//! Broadcast sink for the browser event stream.
//!
//! Every processed agent frame (and synthetic events like
//! `agent_disconnected`) is fanned out to SSE subscribers. Slow or absent
//! subscribers never block the hub: the channel drops the oldest events.

use tokio::sync::broadcast;
use tracing::debug;

use nebula_core::protocol::Frame;

const SSE_BUFFER: usize = 256;

/// Fan-out of pre-serialized JSON events.
#[derive(Clone)]
pub struct SseHub {
    tx: broadcast::Sender<String>,
}

impl SseHub {
    pub fn new() -> Self {
        let (tx, _) = broadcast::channel(SSE_BUFFER);
        Self { tx }
    }

    /// Subscribe a new event-stream consumer.
    pub fn subscribe(&self) -> broadcast::Receiver<String> {
        self.tx.subscribe()
    }

    /// Broadcast a control-plane frame.
    pub fn broadcast_frame(&self, frame: &Frame) {
        match frame.encode() {
            Ok(json) => {
                let _ = self.tx.send(json);
            }
            Err(e) => debug!(error = %e, "Frame not broadcast"),
        }
    }

    /// Broadcast a synthetic event.
    pub fn broadcast_json(&self, value: serde_json::Value) {
        let _ = self.tx.send(value.to_string());
    }

    /// Current subscriber count.
    pub fn receiver_count(&self) -> usize {
        self.tx.receiver_count()
    }
}

impl Default for SseHub {
    fn default() -> Self {
        Self::new()
    }
}

#[cfg(test)]
mod tests {
    use super::*;

    #[tokio::test]
    async fn subscribers_receive_broadcasts() {
        let sse = SseHub::new();
        let mut rx = sse.subscribe();

        sse.broadcast_frame(&Frame::MasterMetricsRequest);
        let event = rx.recv().await.unwrap();
        assert!(event.contains("master_metrics_request"));

        sse.broadcast_json(serde_json::json!({"type": "agent_disconnected"}));
        let event = rx.recv().await.unwrap();
        assert!(event.contains("agent_disconnected"));
    }

    #[tokio::test]
    async fn broadcast_without_subscribers_is_fine() {
        let sse = SseHub::new();
        sse.broadcast_frame(&Frame::MasterRestartRequest);
        assert_eq!(sse.receiver_count(), 0);
    }
}
impl Connection {
    fn new(id: String, name: String, os: String) -> Self {
        Self {
            id,
            name: StdRwLock::new(name),
            os: StdRwLock::new(os),
            public_endpoint: StdRwLock::new(None),
            relay_to: StdRwLock::new(None),
            last_seen: StdRwLock::new(SystemTime::now()),
            last_metrics: StdRwLock::new(None),
            connected: AtomicBool::new(false),
            generation: AtomicU64::new(0),
            send_tx: StdRwLock::new(None),
            workers: StdMutex::new(Vec::new()),
            cancel: StdRwLock::new(CancellationToken::new()),
        }
    }

    pub fn name(&self) -> String {
        self.name.read().expect("name lock").clone()
    }

    pub fn os(&self) -> String {
        self.os.read().expect("os lock").clone()
    }

    pub fn is_connected(&self) -> bool {
        self.connected.load(Ordering::SeqCst)
    }

    pub fn last_seen(&self) -> SystemTime {
        *self.last_seen.read().expect("last_seen lock")
    }

    pub fn last_metrics(&self) -> Option<MetricsReport> {
        self.last_metrics.read().expect("metrics lock").clone()
    }

    pub fn set_last_metrics(&self, report: MetricsReport) {
        *self.last_metrics.write().expect("metrics lock") = Some(report);
    }

    pub fn public_endpoint(&self) -> Option<String> {
        self.public_endpoint.read().expect("endpoint lock").clone()
    }

    pub fn set_public_endpoint(&self, endpoint: Option<String>) {
        *self.public_endpoint.write().expect("endpoint lock") = endpoint;
    }

    pub fn relay_to(&self) -> Option<String> {
        self.relay_to.read().expect("relay lock").clone()
    }

    pub fn set_relay_to(&self, target: Option<String>) {
        *self.relay_to.write().expect("relay lock") = target;
    }

    pub(crate) fn touch(&self) {
        *self.last_seen.write().expect("last_seen lock") = SystemTime::now();
    }

    pub(crate) fn cancel_token(&self) -> CancellationToken {
        self.cancel.read().expect("cancel lock").clone()
    }

    fn send(&self, out: Outbound) -> Result<()> {
        let tx = {
            let guard = self.send_tx.read().expect("send lock");
            guard.clone()
        };
        let Some(tx) = tx else {
            return Err(Error::AgentOffline(self.id.clone()));
        };
        match tx.try_send(out) {
            Ok(()) => Ok(()),
            Err(mpsc::error::TrySendError::Full(_)) => Err(Error::Channel {
                message: format!("send channel full for {}", self.id),
            }),
            Err(mpsc::error::TrySendError::Closed(_)) => Err(Error::AgentOffline(self.id.clone())),
        }
    }
}

/// Snapshot row for the REST surface.
#[derive(Debug, Clone)]
pub struct AgentSummary {
    pub id: String,
    pub name: String,
    pub os: String,
    pub last_seen: SystemTime,
    pub online: bool,
}

/// Accepts agent sockets and routes frames by agent id.
pub struct Hub {
    connections: StdRwLock<HashMap<String, Arc<Connection>>>,
    handlers: StdRwLock<HashMap<FrameKind, HubHandler>>,
    sse: SseHub,
}

impl Hub {
    pub fn new(sse: SseHub) -> Arc<Self> {
        Arc::new(Self {
            connections: StdRwLock::new(HashMap::new()),
            handlers: StdRwLock::new(HashMap::new()),
            sse,
        })
    }

    pub fn sse(&self) -> &SseHub {
        &self.sse
    }

    /// Install a handler for one frame kind; later registration overrides.
    pub fn register_handler(&self, kind: FrameKind, handler: HubHandler) {
        self.handlers
            .write()
            .expect("handler registry poisoned")
            .insert(kind, handler);
    }

    /// Register or re-register an agent and run its connection to
    /// completion. Returns when the socket dies or is replaced.
    pub async fn attach(
        self: Arc<Self>,
        name: String,
        id: String,
        os: String,
        socket: WebSocket,
    ) {
        let conn = {
            let mut guard = self.connections.write().expect("connections poisoned");
            Arc::clone(
                guard
                    .entry(id.clone())
                    .or_insert_with(|| Arc::new(Connection::new(id.clone(), name.clone(), os.clone()))),
            )
        };

        // Displace any previous socket's workers.
        let old_cancel = conn.cancel_token();
        old_cancel.cancel();
        let old_workers: Vec<JoinHandle<()>> = {
            let mut guard = conn.workers.lock().expect("workers lock");
            guard.drain(..).collect()
        };
        let reconnect = !old_workers.is_empty();
        for worker in old_workers {
            let _ = worker.await;
        }
        if reconnect {
            info!(agent_id = %conn.id, "Reconnecting agent");
        } else {
            info!(agent_id = %conn.id, name = %name, os = %os, "New agent connection");
        }

        // Refresh identity fields and plumbing.
        *conn.name.write().expect("name lock") = name;
        if !os.is_empty() {
            *conn.os.write().expect("os lock") = os;
        }
        conn.touch();
        conn.connected.store(true, Ordering::SeqCst);
        let generation = conn.generation.fetch_add(1, Ordering::SeqCst) + 1;

        let cancel = CancellationToken::new();
        *conn.cancel.write().expect("cancel lock") = cancel.clone();
        let (send_tx, send_rx) = mpsc::channel(HUB_SEND_BUFFER);
        let (inbound_tx, inbound_rx) = mpsc::channel(INBOUND_BUFFER_CAPACITY);
        let (stream_tx, stream_rx) = mpsc::channel(STREAM_BUFFER_CAPACITY);
        *conn.send_tx.write().expect("send lock") = Some(send_tx);

        {
            let mut guard = conn.workers.lock().expect("workers lock");
            *guard = pumps::start(
                Arc::clone(&self),
                Arc::clone(&conn),
                socket,
                cancel.clone(),
                send_rx,
                inbound_tx,
                inbound_rx,
                stream_tx,
                stream_rx,
            );
        }

        // Hold the upgrade future open until this socket generation ends.
        cancel.cancelled().await;

        // Only the generation that created this socket cleans up; a
        // replacement has already taken over the registration.
        if conn.generation.load(Ordering::SeqCst) == generation {
            conn.connected.store(false, Ordering::SeqCst);
            *conn.send_tx.write().expect("send lock") = None;
            conn.touch();
            info!(agent_id = %conn.id, "Agent disconnected");
            self.sse.broadcast_json(serde_json::json!({
                "type": "agent_disconnected",
                "payload": { "agent_id": conn.id },
            }));
        }
    }

    /// Non-blocking send to an agent's session.
    pub fn send_to(&self, agent_id: &str, out: Outbound) -> Result<()> {
        let conn = self
            .connection(agent_id)
            .ok_or_else(|| Error::AgentOffline(agent_id.to_string()))?;
        if !conn.is_connected() {
            return Err(Error::AgentOffline(agent_id.to_string()));
        }
        conn.send(out)
    }

    /// Send a frame, logging failures instead of returning them.
    pub fn send_frame(&self, agent_id: &str, frame: Frame) {
        if let Err(e) = self.send_to(agent_id, Outbound::Frame(frame)) {
            warn!(agent_id = %agent_id, error = %e, "Frame not delivered");
        }
    }

    pub fn connection(&self, agent_id: &str) -> Option<Arc<Connection>> {
        self.connections
            .read()
            .expect("connections poisoned")
            .get(agent_id)
            .cloned()
    }

    /// All registrations, connected or not.
    pub fn agents(&self) -> Vec<AgentSummary> {
        self.connections
            .read()
            .expect("connections poisoned")
            .values()
            .map(|conn| AgentSummary {
                id: conn.id.clone(),
                name: conn.name(),
                os: conn.os(),
                last_seen: conn.last_seen(),
                online: conn.is_connected(),
            })
            .collect()
    }

    pub fn relay_to(&self, agent_id: &str) -> Option<String> {
        self.connection(agent_id).and_then(|c| c.relay_to())
    }

    pub fn set_relay_to(&self, agent_id: &str, target: Option<String>) {
        if let Some(conn) = self.connection(agent_id) {
            conn.set_relay_to(target);
        }
    }

    pub(crate) fn dispatch(&self, frame: Frame, conn: &Arc<Connection>) {
        let kind = frame.kind();
        let handler = {
            let guard = self.handlers.read().expect("handler registry poisoned");
            guard.get(&kind).cloned()
        };
        match handler {
            Some(handler) => {
                if let Err(e) = handler(frame, Arc::clone(conn)) {
                    tracing::error!(
                        kind = ?kind,
                        agent_id = %conn.id,
                        error = %e,
                        "Handler error"
                    );
                }
            }
            None => warn!(kind = ?kind, agent_id = %conn.id, "No handler for message type"),
        }
    }

    /// Route one binary chunk from `conn` along its relay binding.
    pub(crate) fn forward_chunk(&self, conn: &Connection, chunk: bytes::Bytes) {
        let Some(target) = conn.relay_to() else {
            tracing::debug!(
                source = %conn.id,
                size = chunk.len(),
                "Binary chunk with no relay target, dropping"
            );
            return;
        };
        if let Err(e) = self.send_to(&target, Outbound::Binary(chunk)) {
            warn!(
                source = %conn.id,
                target = %target,
                error = %e,
                "Relay chunk dropped"
            );
        }
    }

    /// Test hook: register a connection without a socket.
    #[doc(hidden)]
    pub fn insert_detached(
        &self,
        id: &str,
        name: &str,
        os: &str,
        endpoint: Option<String>,
    ) -> (Arc<Connection>, mpsc::Receiver<Outbound>) {
        let conn = Arc::new(Connection::new(id.into(), name.into(), os.into()));
        let (send_tx, send_rx) = mpsc::channel(HUB_SEND_BUFFER);
        *conn.send_tx.write().expect("send lock") = Some(send_tx);
        conn.connected.store(true, Ordering::SeqCst);
        conn.set_public_endpoint(endpoint);
        self.connections
            .write()
            .expect("connections poisoned")
            .insert(id.into(), Arc::clone(&conn));
        (conn, send_rx)
    }
}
-----
* Prompt *
Go through the material and copy out every line with "generation" in it.

* Answer for the task *
            generation: AtomicU64::new(0),
        let generation = conn.generation.fetch_add(1, Ordering::SeqCst) + 1;
        // Hold the upgrade future open until this socket generation ends.
        // Only the generation that created this socket cleans up; a
        if conn.generation.load(Ordering::SeqCst) == generation {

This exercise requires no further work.